▸ YOUR TASK:
Please write every entry out again, exactly as it reads below.

[[ EXTRACTED ENTRIES open ]]

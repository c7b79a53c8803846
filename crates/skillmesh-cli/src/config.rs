//! CLI configuration: file plus environment overrides
//!
//! Read order: built-in defaults, then `~/.skillmesh/config.json` if
//! present, then `SKILLMESH_*` environment variables. Environment always
//! wins, so scripts can point one-off commands at another mesh.

use std::env;
use std::fs;
use std::path::{Path, PathBuf};

use serde::{Deserialize, Serialize};

use skillmesh_client::ClientConfig;

use crate::error::{CliError, CliResult};

/// Settings the `smesh` commands run with
#[derive(Debug, Clone, Serialize, Deserialize)]
#[serde(rename_all = "camelCase", default)]
pub struct CliConfig {
    /// Compute gateway serving dry-run reads
    pub gateway_url: String,
    /// Messenger serving signed writes and fallback reads
    pub messenger_url: String,
    /// Storage gateway serving bundle bytes
    pub storage_url: String,
    /// Process id of the registry on the mesh
    pub process_id: String,
    /// Directory skills install into
    pub target_dir: PathBuf,
    /// Requester id stamped on download events
    pub requester_id: String,
}

impl Default for CliConfig {
    fn default() -> Self {
        Self {
            gateway_url: "http://localhost:4000".to_string(),
            messenger_url: "http://localhost:4010".to_string(),
            storage_url: "http://localhost:4020".to_string(),
            process_id: "registry".to_string(),
            target_dir: PathBuf::from("./skills"),
            requester_id: "smesh-cli".to_string(),
        }
    }
}

impl CliConfig {
    /// Default config file location
    pub fn config_path() -> Option<PathBuf> {
        dirs::home_dir().map(|home| home.join(".skillmesh").join("config.json"))
    }

    /// Load defaults, file, then environment
    pub fn load() -> CliResult<Self> {
        let mut config = match Self::config_path() {
            Some(path) if path.exists() => Self::load_from(&path)?,
            _ => Self::default(),
        };
        config.apply_env();
        Ok(config)
    }

    /// Load from an explicit file; missing fields fall back to defaults
    pub fn load_from(path: &Path) -> CliResult<Self> {
        let raw = fs::read_to_string(path)
            .map_err(|e| CliError::Config(format!("{}: {e}", path.display())))?;
        serde_json::from_str(&raw)
            .map_err(|e| CliError::Config(format!("{}: {e}", path.display())))
    }

    fn apply_env(&mut self) {
        if let Ok(v) = env::var("SKILLMESH_GATEWAY_URL") {
            self.gateway_url = v;
        }
        if let Ok(v) = env::var("SKILLMESH_MESSENGER_URL") {
            self.messenger_url = v;
        }
        if let Ok(v) = env::var("SKILLMESH_STORAGE_URL") {
            self.storage_url = v;
        }
        if let Ok(v) = env::var("SKILLMESH_PROCESS_ID") {
            self.process_id = v;
        }
        if let Ok(v) = env::var("SKILLMESH_TARGET_DIR") {
            self.target_dir = PathBuf::from(v);
        }
        if let Ok(v) = env::var("SKILLMESH_REQUESTER_ID") {
            self.requester_id = v;
        }
    }

    /// Client settings derived from this configuration
    pub fn client_config(&self) -> ClientConfig {
        ClientConfig::new()
            .with_gateway_url(self.gateway_url.clone())
            .with_messenger_url(self.messenger_url.clone())
            .with_process_id(self.process_id.clone())
    }
}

[[ EXTRACTED ENTRIES closed ]]

▸ THE ANSWER:
repository c7b79a53c8803846
filename crates/skillmesh-cli/src/config.rs
//! CLI configuration: file plus environment overrides
//!
//! Read order: built-in defaults, then `~/.skillmesh/config.json` if
//! present, then `SKILLMESH_*` environment variables. Environment always
//! wins, so scripts can point one-off commands at another mesh.

use std::env;
use std::fs;
use std::path::{Path, PathBuf};

use serde::{Deserialize, Serialize};

use skillmesh_client::ClientConfig;

use crate::error::{CliError, CliResult};

/// Settings the `smesh` commands run with
#[derive(Debug, Clone, Serialize, Deserialize)]
#[serde(rename_all = "camelCase", default)]
pub struct CliConfig {
    /// Compute gateway serving dry-run reads
    pub gateway_url: String,
    /// Messenger serving signed writes and fallback reads
    pub messenger_url: String,
    /// Storage gateway serving bundle bytes
    pub storage_url: String,
    /// Process id of the registry on the mesh
    pub process_id: String,
    /// Directory skills install into
    pub target_dir: PathBuf,
    /// Requester id stamped on download events
    pub requester_id: String,
}

impl Default for CliConfig {
    fn default() -> Self {
        Self {
            gateway_url: "http://localhost:4000".to_string(),
            messenger_url: "http://localhost:4010".to_string(),
            storage_url: "http://localhost:4020".to_string(),
            process_id: "registry".to_string(),
            target_dir: PathBuf::from("./skills"),
            requester_id: "smesh-cli".to_string(),
        }
    }
}

impl CliConfig {
    /// Default config file location
    pub fn config_path() -> Option<PathBuf> {
        dirs::home_dir().map(|home| home.join(".skillmesh").join("config.json"))
    }

    /// Load defaults, file, then environment
    pub fn load() -> CliResult<Self> {
        let mut config = match Self::config_path() {
            Some(path) if path.exists() => Self::load_from(&path)?,
            _ => Self::default(),
        };
        config.apply_env();
        Ok(config)
    }

    /// Load from an explicit file; missing fields fall back to defaults
    pub fn load_from(path: &Path) -> CliResult<Self> {
        let raw = fs::read_to_string(path)
            .map_err(|e| CliError::Config(format!("{}: {e}", path.display())))?;
        serde_json::from_str(&raw)
            .map_err(|e| CliError::Config(format!("{}: {e}", path.display())))
    }

    fn apply_env(&mut self) {
        if let Ok(v) = env::var("SKILLMESH_GATEWAY_URL") {
            self.gateway_url = v;
        }
        if let Ok(v) = env::var("SKILLMESH_MESSENGER_URL") {
            self.messenger_url = v;
        }
        if let Ok(v) = env::var("SKILLMESH_STORAGE_URL") {
            self.storage_url = v;
        }
        if let Ok(v) = env::var("SKILLMESH_PROCESS_ID") {
            self.process_id = v;
        }
        if let Ok(v) = env::var("SKILLMESH_TARGET_DIR") {
            self.target_dir = PathBuf::from(v);
        }
        if let Ok(v) = env::var("SKILLMESH_REQUESTER_ID") {
            self.requester_id = v;
        }
    }

    /// Client settings derived from this configuration
    pub fn client_config(&self) -> ClientConfig {
        ClientConfig::new()
            .with_gateway_url(self.gateway_url.clone())
            .with_messenger_url(self.messenger_url.clone())
            .with_process_id(self.process_id.clone())
    }
}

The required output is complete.